Work instruction: From the entries below, pull out each line where "mTLS" appears.

Records shown:
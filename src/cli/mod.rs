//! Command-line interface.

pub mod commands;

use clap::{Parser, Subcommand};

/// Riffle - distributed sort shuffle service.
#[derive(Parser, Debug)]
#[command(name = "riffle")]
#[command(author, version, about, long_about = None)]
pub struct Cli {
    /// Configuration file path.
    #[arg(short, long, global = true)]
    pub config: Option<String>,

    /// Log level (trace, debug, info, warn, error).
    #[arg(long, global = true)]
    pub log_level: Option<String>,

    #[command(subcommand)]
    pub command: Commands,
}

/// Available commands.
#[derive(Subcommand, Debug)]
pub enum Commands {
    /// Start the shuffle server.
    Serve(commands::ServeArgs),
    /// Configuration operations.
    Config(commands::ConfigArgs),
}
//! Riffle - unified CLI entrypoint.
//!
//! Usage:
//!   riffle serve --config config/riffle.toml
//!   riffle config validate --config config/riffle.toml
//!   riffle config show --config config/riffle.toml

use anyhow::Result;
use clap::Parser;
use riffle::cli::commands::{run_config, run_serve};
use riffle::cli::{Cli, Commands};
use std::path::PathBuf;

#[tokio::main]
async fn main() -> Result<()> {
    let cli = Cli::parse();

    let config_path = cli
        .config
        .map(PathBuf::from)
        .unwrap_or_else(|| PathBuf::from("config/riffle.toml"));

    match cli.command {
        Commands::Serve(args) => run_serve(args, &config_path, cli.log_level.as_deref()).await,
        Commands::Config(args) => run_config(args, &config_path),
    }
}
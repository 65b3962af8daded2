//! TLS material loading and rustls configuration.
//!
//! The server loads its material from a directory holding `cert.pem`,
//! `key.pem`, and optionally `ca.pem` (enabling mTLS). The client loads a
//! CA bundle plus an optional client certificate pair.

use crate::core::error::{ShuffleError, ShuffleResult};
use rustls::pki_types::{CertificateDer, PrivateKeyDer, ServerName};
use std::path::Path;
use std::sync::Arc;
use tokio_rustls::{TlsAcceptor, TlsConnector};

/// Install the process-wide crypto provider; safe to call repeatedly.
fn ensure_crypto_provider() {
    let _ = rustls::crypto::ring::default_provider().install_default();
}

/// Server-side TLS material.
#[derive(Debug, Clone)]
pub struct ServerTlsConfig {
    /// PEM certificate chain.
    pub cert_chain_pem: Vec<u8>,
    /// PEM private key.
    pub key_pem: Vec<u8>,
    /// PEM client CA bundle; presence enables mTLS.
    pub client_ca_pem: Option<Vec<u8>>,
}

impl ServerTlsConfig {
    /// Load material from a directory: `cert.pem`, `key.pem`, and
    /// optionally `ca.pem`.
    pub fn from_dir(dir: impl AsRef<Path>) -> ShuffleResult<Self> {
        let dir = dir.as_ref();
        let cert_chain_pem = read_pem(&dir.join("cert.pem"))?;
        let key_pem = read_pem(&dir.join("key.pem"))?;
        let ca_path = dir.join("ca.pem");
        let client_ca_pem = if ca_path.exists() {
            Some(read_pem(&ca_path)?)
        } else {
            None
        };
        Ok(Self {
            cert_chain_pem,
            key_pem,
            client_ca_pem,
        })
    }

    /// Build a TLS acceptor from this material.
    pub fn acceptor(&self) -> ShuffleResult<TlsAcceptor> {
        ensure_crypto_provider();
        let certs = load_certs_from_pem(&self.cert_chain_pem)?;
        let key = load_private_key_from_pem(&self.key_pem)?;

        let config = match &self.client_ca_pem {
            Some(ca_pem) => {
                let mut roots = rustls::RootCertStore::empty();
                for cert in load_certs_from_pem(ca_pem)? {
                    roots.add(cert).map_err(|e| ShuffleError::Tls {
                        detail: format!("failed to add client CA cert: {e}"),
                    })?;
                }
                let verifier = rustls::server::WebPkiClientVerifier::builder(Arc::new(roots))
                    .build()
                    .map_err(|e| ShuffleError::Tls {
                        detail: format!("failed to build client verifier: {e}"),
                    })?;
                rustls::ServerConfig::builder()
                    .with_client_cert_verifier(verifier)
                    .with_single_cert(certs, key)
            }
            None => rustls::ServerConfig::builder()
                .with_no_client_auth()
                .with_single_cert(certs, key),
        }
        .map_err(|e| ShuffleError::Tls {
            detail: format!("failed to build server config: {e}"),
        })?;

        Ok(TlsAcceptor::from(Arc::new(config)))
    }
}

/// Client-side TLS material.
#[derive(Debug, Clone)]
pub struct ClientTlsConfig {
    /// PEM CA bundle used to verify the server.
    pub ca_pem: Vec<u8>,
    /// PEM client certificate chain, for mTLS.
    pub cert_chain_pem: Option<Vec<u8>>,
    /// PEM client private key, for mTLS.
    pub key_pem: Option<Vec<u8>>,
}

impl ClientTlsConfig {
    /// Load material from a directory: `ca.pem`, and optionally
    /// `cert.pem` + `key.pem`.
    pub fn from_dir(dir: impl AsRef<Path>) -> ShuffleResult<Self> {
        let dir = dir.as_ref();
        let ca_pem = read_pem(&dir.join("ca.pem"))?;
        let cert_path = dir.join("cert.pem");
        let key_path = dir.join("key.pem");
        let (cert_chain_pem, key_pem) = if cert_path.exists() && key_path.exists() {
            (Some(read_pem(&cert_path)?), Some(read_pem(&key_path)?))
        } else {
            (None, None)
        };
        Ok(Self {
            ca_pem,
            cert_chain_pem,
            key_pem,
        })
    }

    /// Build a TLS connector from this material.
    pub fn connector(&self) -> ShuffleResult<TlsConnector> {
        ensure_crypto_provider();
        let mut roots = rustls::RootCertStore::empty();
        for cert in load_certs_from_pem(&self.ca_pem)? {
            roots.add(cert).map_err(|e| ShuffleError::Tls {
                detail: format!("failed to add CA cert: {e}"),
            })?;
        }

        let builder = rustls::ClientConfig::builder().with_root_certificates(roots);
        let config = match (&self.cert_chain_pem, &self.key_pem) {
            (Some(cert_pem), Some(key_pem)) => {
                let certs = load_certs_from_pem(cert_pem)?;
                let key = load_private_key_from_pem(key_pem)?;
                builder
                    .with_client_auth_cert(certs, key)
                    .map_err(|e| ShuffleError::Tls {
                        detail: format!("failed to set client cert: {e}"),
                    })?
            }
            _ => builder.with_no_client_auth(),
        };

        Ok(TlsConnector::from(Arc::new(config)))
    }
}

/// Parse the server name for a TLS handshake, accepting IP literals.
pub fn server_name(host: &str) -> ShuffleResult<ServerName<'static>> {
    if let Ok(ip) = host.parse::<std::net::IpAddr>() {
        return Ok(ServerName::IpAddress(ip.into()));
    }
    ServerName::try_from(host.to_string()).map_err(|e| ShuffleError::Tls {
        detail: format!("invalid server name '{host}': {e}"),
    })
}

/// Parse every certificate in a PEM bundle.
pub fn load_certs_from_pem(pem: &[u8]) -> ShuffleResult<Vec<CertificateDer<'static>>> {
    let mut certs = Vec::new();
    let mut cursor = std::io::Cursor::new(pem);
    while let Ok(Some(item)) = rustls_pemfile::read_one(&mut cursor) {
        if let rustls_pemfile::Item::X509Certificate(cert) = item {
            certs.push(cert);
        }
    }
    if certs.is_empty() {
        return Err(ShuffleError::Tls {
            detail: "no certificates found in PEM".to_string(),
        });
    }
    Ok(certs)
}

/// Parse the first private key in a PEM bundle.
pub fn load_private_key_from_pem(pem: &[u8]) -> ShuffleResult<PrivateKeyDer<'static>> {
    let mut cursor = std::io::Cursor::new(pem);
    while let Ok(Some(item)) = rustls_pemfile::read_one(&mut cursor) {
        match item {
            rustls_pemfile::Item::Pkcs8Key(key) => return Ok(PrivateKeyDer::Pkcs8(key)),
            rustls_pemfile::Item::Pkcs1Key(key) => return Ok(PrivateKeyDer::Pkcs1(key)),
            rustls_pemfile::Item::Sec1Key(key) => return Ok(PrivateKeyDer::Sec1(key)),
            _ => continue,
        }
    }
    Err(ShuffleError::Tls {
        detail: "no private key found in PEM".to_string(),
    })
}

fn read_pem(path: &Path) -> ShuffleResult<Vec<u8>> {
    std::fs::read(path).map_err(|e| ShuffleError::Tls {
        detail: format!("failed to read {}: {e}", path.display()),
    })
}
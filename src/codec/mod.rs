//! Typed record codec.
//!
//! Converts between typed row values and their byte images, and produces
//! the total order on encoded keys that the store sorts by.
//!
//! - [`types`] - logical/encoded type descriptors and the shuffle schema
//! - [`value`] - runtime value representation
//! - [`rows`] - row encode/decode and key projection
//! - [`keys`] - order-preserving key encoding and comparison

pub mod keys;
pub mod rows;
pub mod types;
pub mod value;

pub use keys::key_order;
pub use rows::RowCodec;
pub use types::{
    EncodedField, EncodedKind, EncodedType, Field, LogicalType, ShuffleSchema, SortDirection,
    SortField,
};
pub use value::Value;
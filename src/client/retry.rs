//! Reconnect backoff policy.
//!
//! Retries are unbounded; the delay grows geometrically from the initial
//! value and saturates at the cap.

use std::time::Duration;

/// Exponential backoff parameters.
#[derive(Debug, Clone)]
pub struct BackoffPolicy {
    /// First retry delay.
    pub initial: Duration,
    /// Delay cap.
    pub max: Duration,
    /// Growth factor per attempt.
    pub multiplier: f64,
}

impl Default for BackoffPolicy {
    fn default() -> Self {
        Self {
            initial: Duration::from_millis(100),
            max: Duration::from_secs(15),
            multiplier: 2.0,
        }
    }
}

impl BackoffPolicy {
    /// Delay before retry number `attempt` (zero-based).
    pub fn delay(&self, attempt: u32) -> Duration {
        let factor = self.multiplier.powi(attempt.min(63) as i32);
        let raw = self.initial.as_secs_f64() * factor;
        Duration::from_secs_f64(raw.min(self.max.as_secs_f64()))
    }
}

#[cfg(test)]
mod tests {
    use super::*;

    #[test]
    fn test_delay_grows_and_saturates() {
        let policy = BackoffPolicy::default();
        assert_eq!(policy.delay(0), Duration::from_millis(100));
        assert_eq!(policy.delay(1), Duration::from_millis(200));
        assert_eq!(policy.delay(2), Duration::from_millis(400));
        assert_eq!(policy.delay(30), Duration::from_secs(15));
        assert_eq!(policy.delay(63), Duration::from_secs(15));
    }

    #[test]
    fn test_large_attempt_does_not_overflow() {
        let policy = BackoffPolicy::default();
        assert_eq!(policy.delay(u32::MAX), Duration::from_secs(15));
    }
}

Answer area:
//! `key.pem`, and optionally `ca.pem` (enabling mTLS). The client loads a
    /// PEM client CA bundle; presence enables mTLS.
    /// PEM client certificate chain, for mTLS.
    /// PEM client private key, for mTLS.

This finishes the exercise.